# Goal of the exercise:
Find the lines below in which the string "every" occurs. Copy each one.

**** Supplied material ****

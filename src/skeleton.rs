// src/skeleton.rs - Hand skeleton topology and derived poses
use crate::joints::HandJointPoses;
use crate::pose::Pose;
use crate::types::{HandFinger, HandJointId, Handedness, HAND_JOINT_COUNT};
use nalgebra::{Quaternion, UnitQuaternion, Vector3};
use once_cell::sync::Lazy;

use HandJointId::*;

/// Parent of every joint, indexed like [`HandJointId::ALL`]. The wrist root
/// has no parent; every other parent sits at a lower index.
const PARENTS: [Option<HandJointId>; HAND_JOINT_COUNT] = [
    None,
    Some(HandWristRoot),
    Some(HandWristRoot),
    Some(HandThumb0),
    Some(HandThumb1),
    Some(HandThumb2),
    Some(HandWristRoot),
    Some(HandIndex1),
    Some(HandIndex2),
    Some(HandWristRoot),
    Some(HandMiddle1),
    Some(HandMiddle2),
    Some(HandWristRoot),
    Some(HandRing1),
    Some(HandRing2),
    Some(HandWristRoot),
    Some(HandPinky0),
    Some(HandPinky1),
    Some(HandPinky2),
    Some(HandThumb3),
    Some(HandIndex3),
    Some(HandMiddle3),
    Some(HandRing3),
    Some(HandPinky3),
];

const THUMB_JOINTS: [HandJointId; 5] =
    [HandThumb0, HandThumb1, HandThumb2, HandThumb3, HandThumbTip];
const INDEX_JOINTS: [HandJointId; 4] = [HandIndex1, HandIndex2, HandIndex3, HandIndexTip];
const MIDDLE_JOINTS: [HandJointId; 4] = [HandMiddle1, HandMiddle2, HandMiddle3, HandMiddleTip];
const RING_JOINTS: [HandJointId; 4] = [HandRing1, HandRing2, HandRing3, HandRingTip];
const PINKY_JOINTS: [HandJointId; 5] =
    [HandPinky0, HandPinky1, HandPinky2, HandPinky3, HandPinkyTip];

/// Knuckles averaged for the palm center.
const KNUCKLES: [HandJointId; 4] = [HandIndex1, HandMiddle1, HandRing1, HandPinky1];

// Right hand, meters, parent relative. Fingers extend along +Z, thumb side is +X.
const BIND_OFFSETS: [[f32; 3]; HAND_JOINT_COUNT] = [
    [0.0, 0.0, 0.0],
    [0.0, 0.0, -0.05],
    [0.02, -0.01, 0.02],
    [0.015, 0.0, 0.025],
    [0.01, 0.0, 0.03],
    [0.0, 0.0, 0.03],
    [0.02, 0.0, 0.09],
    [0.0, 0.0, 0.04],
    [0.0, 0.0, 0.025],
    [0.0, 0.0, 0.095],
    [0.0, 0.0, 0.045],
    [0.0, 0.0, 0.028],
    [-0.02, 0.0, 0.088],
    [0.0, 0.0, 0.04],
    [0.0, 0.0, 0.026],
    [-0.03, 0.0, 0.03],
    [-0.008, 0.0, 0.045],
    [0.0, 0.0, 0.03],
    [0.0, 0.0, 0.02],
    [0.0, 0.0, 0.025],
    [0.0, 0.0, 0.02],
    [0.0, 0.0, 0.022],
    [0.0, 0.0, 0.02],
    [0.0, 0.0, 0.018],
];

static RIGHT_BIND_POSE: Lazy<[Pose; HAND_JOINT_COUNT]> = Lazy::new(|| {
    let mut poses = [Pose::identity(); HAND_JOINT_COUNT];
    for (pose, offset) in poses.iter_mut().zip(BIND_OFFSETS.iter()) {
        pose.position = Vector3::new(offset[0], offset[1], offset[2]);
    }
    poses
});

pub fn parent(joint: HandJointId) -> Option<HandJointId> {
    PARENTS[joint.index()]
}

/// Joints of a finger from the base outwards, tip last.
pub fn finger_joints(finger: HandFinger) -> &'static [HandJointId] {
    match finger {
        HandFinger::Thumb => &THUMB_JOINTS,
        HandFinger::Index => &INDEX_JOINTS,
        HandFinger::Middle => &MIDDLE_JOINTS,
        HandFinger::Ring => &RING_JOINTS,
        HandFinger::Pinky => &PINKY_JOINTS,
    }
}

pub fn finger_tip(finger: HandFinger) -> HandJointId {
    let joints = finger_joints(finger);
    joints[joints.len() - 1]
}

/// Reflects a pose across the YZ plane, turning a right-hand pose into the
/// matching left-hand one and back.
pub fn mirror_pose(pose: &Pose) -> Pose {
    let q = pose.rotation;
    Pose {
        position: Vector3::new(-pose.position.x, pose.position.y, pose.position.z),
        rotation: UnitQuaternion::new_unchecked(Quaternion::new(q.w, q.i, -q.j, -q.k)),
    }
}

/// Open-hand rest pose in local space.
pub fn bind_pose_local(handedness: Handedness) -> [Pose; HAND_JOINT_COUNT] {
    match handedness {
        Handedness::Right => *RIGHT_BIND_POSE,
        Handedness::Left => {
            let mut poses = *RIGHT_BIND_POSE;
            for pose in poses.iter_mut() {
                *pose = mirror_pose(pose);
            }
            poses
        }
    }
}

/// Bends every segment of `finger` around its local X axis by `angle`
/// radians. The tip keeps its parent's frame and is left unrotated.
pub fn curl_finger(local: &mut [Pose; HAND_JOINT_COUNT], finger: HandFinger, angle: f32) {
    let bend = UnitQuaternion::from_axis_angle(&Vector3::x_axis(), angle);
    let joints = finger_joints(finger);
    for joint in &joints[..joints.len() - 1] {
        let pose = &mut local[joint.index()];
        pose.rotation = pose.rotation * bend;
    }
}

/// Chains parent-relative poses down to the wrist. The wrist itself maps to
/// identity. An empty input yields an empty output.
pub fn poses_from_wrist(local: &HandJointPoses) -> HandJointPoses {
    let local = local.as_slice();
    if local.len() != HAND_JOINT_COUNT {
        return HandJointPoses::empty();
    }

    let mut from_wrist = [Pose::identity(); HAND_JOINT_COUNT];
    for joint in HandJointId::ALL.iter().skip(1) {
        if let Some(parent) = parent(*joint) {
            from_wrist[joint.index()] =
                from_wrist[parent.index()].compose(&local[joint.index()]);
        }
    }
    HandJointPoses::from_array(from_wrist)
}

/// Palm center in wrist space: halfway between the wrist and the mean of the
/// four knuckles, shifted by `offset` and oriented like the wrist.
pub fn palm_pose(from_wrist: &HandJointPoses, offset: &Vector3<f32>) -> Option<Pose> {
    let wrist = from_wrist.get(HandWristRoot)?;
    let mut knuckle_sum = Vector3::zeros();
    for knuckle in KNUCKLES {
        knuckle_sum += from_wrist.get(knuckle)?.position;
    }
    let knuckle_center = knuckle_sum / KNUCKLES.len() as f32;

    Some(Pose {
        position: (wrist.position + knuckle_center) * 0.5 + wrist.rotation * *offset,
        rotation: wrist.rotation,
    })
}

#[cfg(test)]
mod tests {
    use super::*;

    #[test]
    fn test_parents_precede_children() {
        for joint in HandJointId::ALL {
            if let Some(p) = parent(joint) {
                assert!(p.index() < joint.index(), "{:?} before {:?}", p, joint);
            }
        }
        assert_eq!(parent(HandWristRoot), None);
    }

    #[test]
    fn test_finger_joints_end_in_tips() {
        for finger in HandFinger::ALL {
            let tip = finger_tip(finger);
            assert_eq!(tip.finger(), Some(finger));
            for joint in finger_joints(finger) {
                assert_eq!(joint.finger(), Some(finger));
            }
        }
    }

    #[test]
    fn test_from_wrist_chains_offsets() {
        let local = HandJointPoses::from_array(bind_pose_local(Handedness::Right));
        let from_wrist = poses_from_wrist(&local);

        assert_eq!(from_wrist.len(), HAND_JOINT_COUNT);
        assert!(from_wrist.get(HandWristRoot).unwrap().approx_eq(&Pose::identity(), 1e-6));

        // 0.02 + 0.0 + 0.0 + 0.0 on X, 0.09 + 0.04 + 0.025 + 0.02 on Z
        let tip = from_wrist.get(HandIndexTip).unwrap().position;
        assert!((tip - Vector3::new(0.02, 0.0, 0.175)).norm() < 1e-5);
    }

    #[test]
    fn test_from_wrist_of_empty_is_empty() {
        assert!(poses_from_wrist(&HandJointPoses::empty()).is_empty());
    }

    #[test]
    fn test_left_bind_pose_mirrors_right() {
        let right = bind_pose_local(Handedness::Right);
        let left = bind_pose_local(Handedness::Left);
        for (r, l) in right.iter().zip(left.iter()) {
            assert_eq!(r.position.x, -l.position.x);
            assert_eq!(r.position.z, l.position.z);
        }
    }

    #[test]
    fn test_curl_moves_tip_toward_palm() {
        let mut local = bind_pose_local(Handedness::Right);
        let open = poses_from_wrist(&HandJointPoses::from_array(local));
        curl_finger(&mut local, HandFinger::Index, 0.6);
        let curled = poses_from_wrist(&HandJointPoses::from_array(local));

        let open_tip = open.get(HandIndexTip).unwrap().position;
        let curled_tip = curled.get(HandIndexTip).unwrap().position;
        assert!(curled_tip.z < open_tip.z);
        // other fingers untouched
        assert_eq!(open.get(HandMiddleTip).unwrap(), curled.get(HandMiddleTip).unwrap());
    }

    #[test]
    fn test_palm_sits_between_wrist_and_knuckles() {
        let local = HandJointPoses::from_array(bind_pose_local(Handedness::Right));
        let from_wrist = poses_from_wrist(&local);
        let palm = palm_pose(&from_wrist, &Vector3::zeros()).unwrap();

        assert!(palm.position.z > 0.0);
        assert!(palm.position.z < from_wrist.get(HandMiddle1).unwrap().position.z);
        assert!(palm_pose(&HandJointPoses::empty(), &Vector3::zeros()).is_none());
    }
}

****

# Written solution:
/// Parent of every joint, indexed like [`HandJointId::ALL`]. The wrist root
/// has no parent; every other parent sits at a lower index.
/// Bends every segment of `finger` around its local X axis by `angle`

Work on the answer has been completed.